Andre Bormans
Andre Bormans

Reputation: 41

TypeError: the JSON object must be str, bytes or bytearray, not NoneType (while Using googletrans API)

I'm trying to translate a yml file using the googletrans API. This is my code:

#Import
from googletrans import Translator
import re

# API
translator = Translator()

# Counter
counter_DoNotTranslate = 0
counter_Translate = 0

#Translater
with open("ValuesfileNotTranslatedTest.yml") as a_file: #Values file not translated
  for object in a_file:
    stripped_object = object.rstrip()
    found = False
    file = open("ValuesfileTranslated.yml", "a") #Translated file
    if "# Do not translate" in stripped_object: #Dont translate lines with "#"
      counter_DoNotTranslate += 1
      file.writelines(stripped_object + "\n")
    else: #Translates english to dutch and appends
      counter_Translate += 1
      results = translator.translate(stripped_object, src='en', dest='nl')
      translatedText = results.text
      file.writelines(re.split('|=', translatedText, maxsplit=1)[-1].strip() + "\n" )

#Print
print("# Do not translate found: " + str(counter_DoNotTranslate))
print("Words translated: " + str(counter_Translate))

This is the yml file I want to translate:

'Enter a section title'
'Enter a description of the section. This will also be shown on the course details page'

'Title'
'Description'
'Start date'
'End date'
Published
Section is optional
Close discussions?



'Enter a title'

But when I try to run the code I get the following error:

File "/Users/AndreB/Library/Python/3.9/lib/python/site-packages/googletrans/client.py", line 219, in translate
    parsed = json.loads(data[0][2])
  File "/Library/Frameworks/Python.framework/Versions/3.9/lib/python3.9/json/__init__.py", line 339, in loads
    raise TypeError(f'the JSON object must be str, bytes or bytearray, '
TypeError: the JSON object must be str, bytes or bytearray, not NoneType

I think the problem is that there are different whitespaces in the yml file, so I tried adding

if stripped_object is None: #This would skip the lines in the yaml file where there are whitespaces
      file.writelines(stripped_object + "\n") 

to the code. But I still get the same error message.

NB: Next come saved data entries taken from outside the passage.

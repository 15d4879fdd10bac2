use chrono::{Duration, Utc};
use domains::{AuthError, SessionVerifier, UserId};
use jsonwebtoken::{decode, encode, Algorithm, DecodingKey, EncodingKey, Header, Validation};
use secrecy::{ExposeSecret, SecretString};
use serde::{Deserialize, Serialize};
use tracing::debug;

const MAX_TTL_SECS: u64 = 365 * 24 * 3600;

#[derive(Debug, Clone, PartialEq, Eq, Serialize, Deserialize)]
pub struct Claims {
    pub sub: UserId,
    pub iat: i64,
    pub exp: i64,
}

pub struct JwtSessions {
    encoding: EncodingKey,
    decoding: DecodingKey,
    validation: Validation,
    ttl: Duration,
}

impl JwtSessions {
    pub fn new(secret: &SecretString, ttl_secs: u64) -> Self {
        let key = secret.expose_secret().as_bytes();
        let mut validation = Validation::new(Algorithm::HS256);
        validation.leeway = 5;
        Self {
            encoding: EncodingKey::from_secret(key),
            decoding: DecodingKey::from_secret(key),
            validation,
            ttl: Duration::seconds(ttl_secs.min(MAX_TTL_SECS) as i64),
        }
    }

    /// Mints a session token for `user_id`.
    pub fn issue(&self, user_id: &str) -> anyhow::Result<String> {
        let now = Utc::now();
        let claims = Claims {
            sub: user_id.to_string(),
            iat: now.timestamp(),
            exp: (now + self.ttl).timestamp(),
        };
        Ok(encode(&Header::new(Algorithm::HS256), &claims, &self.encoding)?)
    }
}

impl SessionVerifier for JwtSessions {
    fn verify(&self, token: &str) -> Result<UserId, AuthError> {
        if token.is_empty() {
            return Err(AuthError::Missing);
        }
        let data = decode::<Claims>(token, &self.decoding, &self.validation).map_err(|err| {
            debug!(error = %err, "session token rejected");
            AuthError::Invalid
        })?;
        if data.claims.sub.is_empty() {
            return Err(AuthError::Invalid);
        }
        Ok(data.claims.sub)
    }
}
//! # pairpoints
//!
//! Assembles the server from configuration and compile-time features.
//!
//! `pairpoints issue-token <user-id>` prints a session token for local
//! development instead of starting the server.

use std::sync::Arc;

use anyhow::{bail, Context};
use api_adapters::{router, AppState};
use auth_adapters::JwtSessions;
use configs::{AppConfig, LogFormat};
use domains::{PushGateway, Store};
use services::Services;
use storage_adapters::{LocalBlobStore, LogPushGateway, MemoryDocumentStore};
use tower_http::services::ServeDir;
use tracing::{info, warn};
use tracing_subscriber::EnvFilter;

#[cfg(feature = "db-sqlite")]
use storage_adapters::SqliteDocumentStore;

#[cfg(feature = "push-webhook")]
use storage_adapters::WebhookPushGateway;

#[tokio::main]
async fn main() -> anyhow::Result<()> {
    let config = configs::load().context("loading configuration")?;
    init_tracing(&config);

    let sessions = Arc::new(JwtSessions::new(&config.auth.jwt_secret, config.auth.token_ttl_secs));

    let mut args = std::env::args().skip(1);
    if let Some(command) = args.next() {
        match (command.as_str(), args.next()) {
            ("issue-token", Some(user_id)) => {
                println!("{}", sessions.issue(&user_id)?);
                return Ok(());
            }
            _ => bail!("usage: pairpoints [issue-token <user-id>]"),
        }
    }

    let store = open_store(&config).await?;
    let push = push_gateway(&config)?;
    let services = Services::new(store, push);

    tokio::fs::create_dir_all(&config.blobs.root)
        .await
        .with_context(|| format!("creating blob directory {}", config.blobs.root.display()))?;
    let blobs = Arc::new(LocalBlobStore::new(config.blobs.root.clone(), config.blobs.url_prefix.clone()));

    let app = router(AppState::new(services, sessions, blobs))
        .nest_service(&config.blobs.url_prefix, ServeDir::new(&config.blobs.root));

    let listener = tokio::net::TcpListener::bind(&config.server.bind)
        .await
        .with_context(|| format!("binding {}", config.server.bind))?;
    info!(addr = %listener.local_addr()?, env = %config.env, "pairpoints listening");

    axum::serve(listener, app).with_graceful_shutdown(shutdown_signal()).await?;
    info!("pairpoints stopped");
    Ok(())
}

fn init_tracing(config: &AppConfig) {
    let filter = EnvFilter::try_from_default_env().unwrap_or_else(|_| EnvFilter::new(&config.log.filter));
    let builder = tracing_subscriber::fmt().with_env_filter(filter).with_target(true);
    match config.log.format {
        LogFormat::Json => builder.json().init(),
        LogFormat::Pretty => builder.init(),
    }
}

async fn open_store(config: &AppConfig) -> anyhow::Result<Store> {
    if config.database.is_memory() {
        warn!("using the in-memory store; all data is lost on exit");
        return Ok(Store::new(Arc::new(MemoryDocumentStore::new())));
    }
    open_sqlite(config).await
}

#[cfg(feature = "db-sqlite")]
async fn open_sqlite(config: &AppConfig) -> anyhow::Result<Store> {
    let sqlite = SqliteDocumentStore::connect(&config.database.url, &config.env)
        .await
        .with_context(|| format!("opening {}", config.database.url))?;
    Ok(Store::new(Arc::new(sqlite)))
}

#[cfg(not(feature = "db-sqlite"))]
async fn open_sqlite(config: &AppConfig) -> anyhow::Result<Store> {
    bail!("database.url {} needs the db-sqlite feature", config.database.url)
}

fn push_gateway(config: &AppConfig) -> anyhow::Result<Arc<dyn PushGateway>> {
    match config.push.webhook_url.as_deref() {
        None => Ok(Arc::new(LogPushGateway::default())),
        #[cfg(feature = "push-webhook")]
        Some(url) => {
            info!(url, "push notifications go to webhook");
            Ok(Arc::new(WebhookPushGateway::new(url)?))
        }
        #[cfg(not(feature = "push-webhook"))]
        Some(_) => bail!("push.webhook_url is set but the push-webhook feature is off"),
    }
}

async fn shutdown_signal() {
    if let Err(err) = tokio::signal::ctrl_c().await {
        warn!(error = %err, "could not listen for ctrl-c");
        std::future::pending::<()>().await;
    }
    info!("shutdown requested");
}
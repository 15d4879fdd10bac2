use std::future::Future;
use std::sync::Arc;

use domains::{BlobStore, DomainError, SessionVerifier};
use services::Services;

use crate::error::ApiError;
use crate::metrics::{ApiMetrics, Outcome};

/// State shared across all handlers.
#[derive(Clone)]
pub struct AppState {
    pub services: Services,
    pub sessions: Arc<dyn SessionVerifier>,
    pub blobs: Arc<dyn BlobStore>,
    pub metrics: Arc<ApiMetrics>,
}

impl AppState {
    pub fn new(services: Services, sessions: Arc<dyn SessionVerifier>, blobs: Arc<dyn BlobStore>) -> Self {
        Self { services, sessions, blobs, metrics: Arc::new(ApiMetrics::new()) }
    }

    /// Runs one service call and counts its outcome under `operation`.
    pub async fn observe<T>(
        &self,
        operation: &str,
        call: impl Future<Output = domains::Result<T>>,
    ) -> Result<T, ApiError> {
        let result = call.await;
        let outcome = match &result {
            Ok(_) => Outcome::Ok,
            Err(DomainError::Store(_)) => Outcome::Failed,
            Err(_) => Outcome::Rejected,
        };
        self.metrics.record(operation, outcome);
        result.map_err(ApiError::from)
    }
}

Does anyone have an idea how I can fix this?

Upvotes: 2

Views: 6358

Answers (1)

2e0byo
2e0byo

Reputation: 5954

There are quite a lot of problems with the code you present, none of which is causing the problem. The problem is, indeed, likely caused by blank lines in the yml file, but your test is incorrect:

"" is None # False
" " is None # also False
not "" # True
not " " # False
not " ".strip() # True

So the correct way to test for a line consisting of zero or more whitespace chars is to take the truthiness of line.strip(). In this case your gate would be:

if not line.strip():
    out.write("\n")

Which brings me to the other problems with this code:

  • your variable names shadow internal names (object, file)
  • you open the output file for every line in the input file (and never close it) despite correctly using a context manager in the first case
  • your variable names mix conventions (snake_case and camelCase)

Here's a draft of what a function might look like which avoids these problems:

from pathlib import Path
from googletrans import Translator

translator = Translator()

def translate_file(infn: str | Path, outfn: str | Path, src="en", dest="dl") -> Tuple[int, int]:
    inf = Path(infn)
    outf = Path(outfn)
    translated = 0
    skipped = 0
    
    with infn.open() as inf, outfn.open("w") as outf:
        for line in inf:
            if not line.strip():
                outf.write("\n")
            elif "# Do not translate" in line:
                outf.write(line)
                skipped += 1
            else:
                outf.write(translate.translate(line, src=src, dest=dest))
                translated += 1

    return translated, skipped

There are other things you doubtless want to do, and I don't understand your code to handle the response from translate.translate() (doubtless because I have never used the library).

Note that if you do actually want to translate real yml, you would be much better first parsing it, then translating the bits of the tree which need translating, and then dumping it back to disk. Working line by line is going to break sooner or later with valid syntax which doesn't work linewise.